Someone building a higher performance motor combines parts from different makers so he has to be something of an engineer himself, often modifying parts; there is nobody else in charge of making it all work together properly. (And in fact it is common for “high performance” engines to preform wretchedly, worse than stock.
This felt so remarkably similar to my experience in martech that it seemed worthy of mentioning. Despite the consolidation in this industry, despite the platforms that supposedly “do it all”, most practitioners are still building franken-stacks, and for good reason.
The best in class tools in each category are often an order of magnitude more effective, and sometimes even more cost efficient, that buying into an existing platform’s add on functionality. This isn’t a rule, but it certainly is common in my experience.
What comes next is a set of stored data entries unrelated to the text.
use taskdeck_shared::display::TaskRow;
use yew::{
  Callback,
  Html,
  Properties,
  function_component,
  html
};
use yew_router::prelude::Link;

use crate::app::Route;

#[derive(Properties, PartialEq)]
pub struct TaskListRowProps {
  pub row:       TaskRow,
  pub on_toggle: Callback<String>,
  pub on_delete: Callback<String>
}

#[function_component(TaskListRow)]
pub fn task_list_row(
  props: &TaskListRowProps
) -> Html {
  let row = &props.row;
  let checked = row.is_complete();
  let priority_class = format!(
    "priority {}",
    row.tone.css_class()
  );

  let on_toggle = {
    let on_toggle =
      props.on_toggle.clone();
    let id = row.id.clone();
    move |_: yew::Event| {
      on_toggle.emit(id.clone())
    }
  };
  let on_delete = {
    let on_delete =
      props.on_delete.clone();
    let id = row.id.clone();
    move |_: yew::MouseEvent| {
      on_delete.emit(id.clone())
    }
  };

  html! {
      <div class="panel task-row">
          <div class="task-head">
              <div>
                  <span class="task-title">{ &row.title }</span>
                  <span class={priority_class}>{ &row.priority_label }</span>
              </div>
              <div class="task-actions">
                  <label class="switch">
                      <input type="checkbox" checked={checked} onchange={on_toggle} />
                      <span class="switch-track"></span>
                      <span class="switch-label">{ row.status_label() }</span>
                  </label>
                  <Link<Route>
                      to={Route::EditTask { id: row.id.clone() }}
                      classes="icon edit"
                  >
                      { "Edit" }
                  </Link<Route>>
                  <button class="icon delete" title="Delete this task" onclick={on_delete}>
                      { "Delete" }
                  </button>
              </div>
          </div>
          <div class="task-description">{ &row.description }</div>
          <div class="task-created">{ format!("Created: {}", row.created) }</div>
      </div>
  }
}
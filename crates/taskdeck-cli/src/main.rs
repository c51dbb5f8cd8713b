use std::ffi::OsString;

fn main() {
    let args: Vec<OsString> = std::env::args_os().collect();
    if let Err(err) = taskdeck_core::run(args) {
        eprintln!("error: {err:#}");
        std::process::exit(1);
    }
}
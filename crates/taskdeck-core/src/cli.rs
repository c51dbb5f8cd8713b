use std::ffi::OsString;
use std::io::IsTerminal;
use std::path::PathBuf;

use anyhow::anyhow;
use clap::{ArgAction, Args, Parser, Subcommand};
use taskdeck_shared::{TaskField, TaskPriority, TaskStatus};
use tracing::debug;
use tracing_subscriber::EnvFilter;

#[derive(Debug, Clone)]
pub struct PreprocessedArgs {
    pub cleaned_args: Vec<OsString>,
    pub rc_overrides: Vec<(String, String)>,
}

#[derive(Debug, Clone)]
pub struct KeyVal {
    pub key: String,
    pub value: String,
}

impl std::str::FromStr for KeyVal {
    type Err = anyhow::Error;

    fn from_str(s: &str) -> Result<Self, Self::Err> {
        let (k, v) = s
            .split_once('=')
            .ok_or_else(|| anyhow!("expected KEY=VALUE, got: {s}"))?;
        Ok(Self {
            key: k.trim().to_string(),
            value: v.trim().to_string(),
        })
    }
}

#[derive(Parser, Debug, Clone)]
#[command(
    name = "taskdeck",
    version,
    about = "Taskdeck: terminal client for the task board API",
    disable_help_subcommand = true
)]
pub struct GlobalCli {
    #[arg(short = 'v', long = "verbose", action = ArgAction::Count, global = true)]
    pub verbose: u8,

    #[arg(short = 'q', long = "quiet", action = ArgAction::Count, global = true)]
    pub quiet: u8,

    #[arg(
        long = "rc",
        value_parser = clap::builder::ValueParser::new(|s: &str| s.parse::<KeyVal>()),
        action = ArgAction::Append
    )]
    pub rc_overrides: Vec<KeyVal>,

    #[arg(long = "config")]
    pub config: Option<PathBuf>,

    #[arg(long = "api-url")]
    pub api_url: Option<String>,

    #[arg(long = "token")]
    pub token: Option<String>,

    #[command(subcommand)]
    pub command: Option<Command>,
}

impl GlobalCli {
    /// `--api-url` / `--token` expressed as config overrides.
    pub fn flag_overrides(&self) -> Vec<(String, String)> {
        let mut out = Vec::new();
        if let Some(url) = &self.api_url {
            out.push(("api.url".to_string(), url.clone()));
        }
        if let Some(token) = &self.token {
            out.push(("api.token".to_string(), token.clone()));
        }
        out
    }
}

#[derive(Subcommand, Debug, Clone, PartialEq)]
pub enum Command {
    /// List your tasks.
    List,
    /// Show one task.
    Show { id: String },
    /// Create a task.
    Add(DraftArgs),
    /// Edit a task; unspecified fields keep their current value.
    Edit {
        id: String,
        #[command(flatten)]
        fields: DraftArgs,
    },
    /// Flip a task between complete and incomplete.
    Toggle { id: String },
    /// Delete a task.
    Delete { id: String },
}

#[derive(Args, Debug, Clone, Default, PartialEq)]
pub struct DraftArgs {
    #[arg(long)]
    pub title: Option<String>,

    #[arg(long, short = 'd')]
    pub description: Option<String>,

    #[arg(long, value_parser = parse_status)]
    pub status: Option<TaskStatus>,

    #[arg(long, short = 'p', value_parser = parse_priority)]
    pub priority: Option<TaskPriority>,
}

impl DraftArgs {
    /// Field edits in form order, only for flags that were given.
    pub fn edits(&self) -> Vec<(TaskField, String)> {
        let mut edits = Vec::new();
        if let Some(title) = &self.title {
            edits.push((TaskField::Title, title.clone()));
        }
        if let Some(description) = &self.description {
            edits.push((TaskField::Description, description.clone()));
        }
        if let Some(status) = self.status {
            edits.push((TaskField::Status, status.as_str().to_string()));
        }
        if let Some(priority) = self.priority {
            edits.push((TaskField::Priority, priority.as_str().to_string()));
        }
        edits
    }
}

fn parse_status(s: &str) -> Result<TaskStatus, String> {
    s.to_ascii_lowercase().parse()
}

fn parse_priority(s: &str) -> Result<TaskPriority, String> {
    let mut chars = s.chars();
    let normalized = match chars.next() {
        Some(first) => first.to_uppercase().chain(chars.flat_map(char::to_lowercase)).collect(),
        None => String::new(),
    };
    normalized.parse()
}

pub fn init_tracing(verbose: u8, quiet: u8) -> anyhow::Result<()> {
    let default_level = if quiet >= 2 {
        "error"
    } else if quiet == 1 {
        "warn"
    } else if verbose >= 3 {
        "trace"
    } else if verbose == 2 {
        "debug"
    } else if verbose == 1 {
        "info"
    } else {
        "warn"
    };

    let env_filter = EnvFilter::try_from_default_env()
        .or_else(|_| EnvFilter::try_new(default_level))
        .map_err(|e| anyhow!("invalid RUST_LOG / log filter: {e}"))?;

    let init_result = tracing_subscriber::fmt()
        .with_env_filter(env_filter)
        .with_writer(std::io::stderr)
        .with_target(true)
        .with_level(true)
        .with_ansi(std::io::stderr().is_terminal())
        .try_init();

    if let Err(err) = init_result {
        debug!(error = %err, "tracing subscriber already set, continuing");
    }

    Ok(())
}

/// Pulls `rc.key=value` / `rc.key:value` words out of the argument list.
#[tracing::instrument(skip_all)]
pub fn preprocess_args(raw: &[OsString]) -> anyhow::Result<PreprocessedArgs> {
    let mut cleaned = Vec::with_capacity(raw.len());
    let mut overrides: Vec<(String, String)> = Vec::new();

    let mut iter = raw.iter().cloned();
    if let Some(bin) = iter.next() {
        cleaned.push(bin);
    }

    for arg in iter {
        let s = arg.to_string_lossy();
        if let Some(rest) = s.strip_prefix("rc.") {
            let parsed = if let Some((k, v)) = rest.split_once('=') {
                Some((format!("rc.{k}"), v.to_string()))
            } else if let Some((k, v)) = rest.split_once(':') {
                Some((format!("rc.{k}"), v.to_string()))
            } else {
                None
            };

            if let Some((k, v)) = parsed {
                debug!(key = %k, "captured positional rc override");
                overrides.push((k, v));
                continue;
            }
        }

        cleaned.push(arg);
    }

    Ok(PreprocessedArgs {
        cleaned_args: cleaned,
        rc_overrides: overrides,
    })
}

#[cfg(test)]
mod tests {
    use std::ffi::OsString;

    use clap::Parser;
    use taskdeck_shared::{TaskField, TaskPriority, TaskStatus};

    use super::{Command, DraftArgs, GlobalCli, preprocess_args};

    fn args(words: &[&str]) -> Vec<OsString> {
        words.iter().map(OsString::from).collect()
    }

    #[test]
    fn positional_rc_overrides_are_extracted() {
        let pre = preprocess_args(&args(&["taskdeck", "rc.color=off", "list", "rc.api.timeout:5"]))
            .expect("preprocess");
        assert_eq!(pre.cleaned_args, args(&["taskdeck", "list"]));
        assert_eq!(
            pre.rc_overrides,
            vec![
                ("rc.color".to_string(), "off".to_string()),
                ("rc.api.timeout".to_string(), "5".to_string()),
            ]
        );
    }

    #[test]
    fn edit_flags_parse_case_insensitively() {
        let cli = GlobalCli::try_parse_from([
            "taskdeck", "edit", "t1", "--status", "Complete", "--priority", "high",
        ])
        .expect("parse");
        assert_eq!(
            cli.command,
            Some(Command::Edit {
                id: "t1".to_string(),
                fields: DraftArgs {
                    status: Some(TaskStatus::Complete),
                    priority: Some(TaskPriority::High),
                    ..DraftArgs::default()
                },
            })
        );
    }

    #[test]
    fn draft_edits_only_include_given_flags() {
        let draft = DraftArgs {
            description: Some("write it".to_string()),
            priority: Some(TaskPriority::Low),
            ..DraftArgs::default()
        };
        assert_eq!(
            draft.edits(),
            vec![
                (TaskField::Description, "write it".to_string()),
                (TaskField::Priority, "Low".to_string()),
            ]
        );
    }

    #[test]
    fn connection_flags_become_overrides() {
        let cli = GlobalCli::try_parse_from(["taskdeck", "--api-url", "http://h/api", "--token", "t", "list"])
            .expect("parse");
        assert_eq!(cli.flag_overrides().len(), 2);
        assert_eq!(cli.command, Some(Command::List));
    }
}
Our role then, as a marketing technologist, is in blueprinting our stack into a functional, high performing machine. And that often means modification to fit things together. The difference in this analogy between motors and martech is that the martech landscape, though huge, is still finite enough for most vendors to have most common integration use cases figured out.
The second lesson is that simply buying all the high performance parts won’t automatically get you the performance you desire. You’ve got to be willing to take pieces from one tool and leave others, you’ve got to do the legwork to make the various components work together, and be willing to change course when things aren’t playing nice.
The real value to be reaped in a martech stack is reserved for those who are willing to look past the “stock” configuration into something more custom. The equivalent of a tuner car.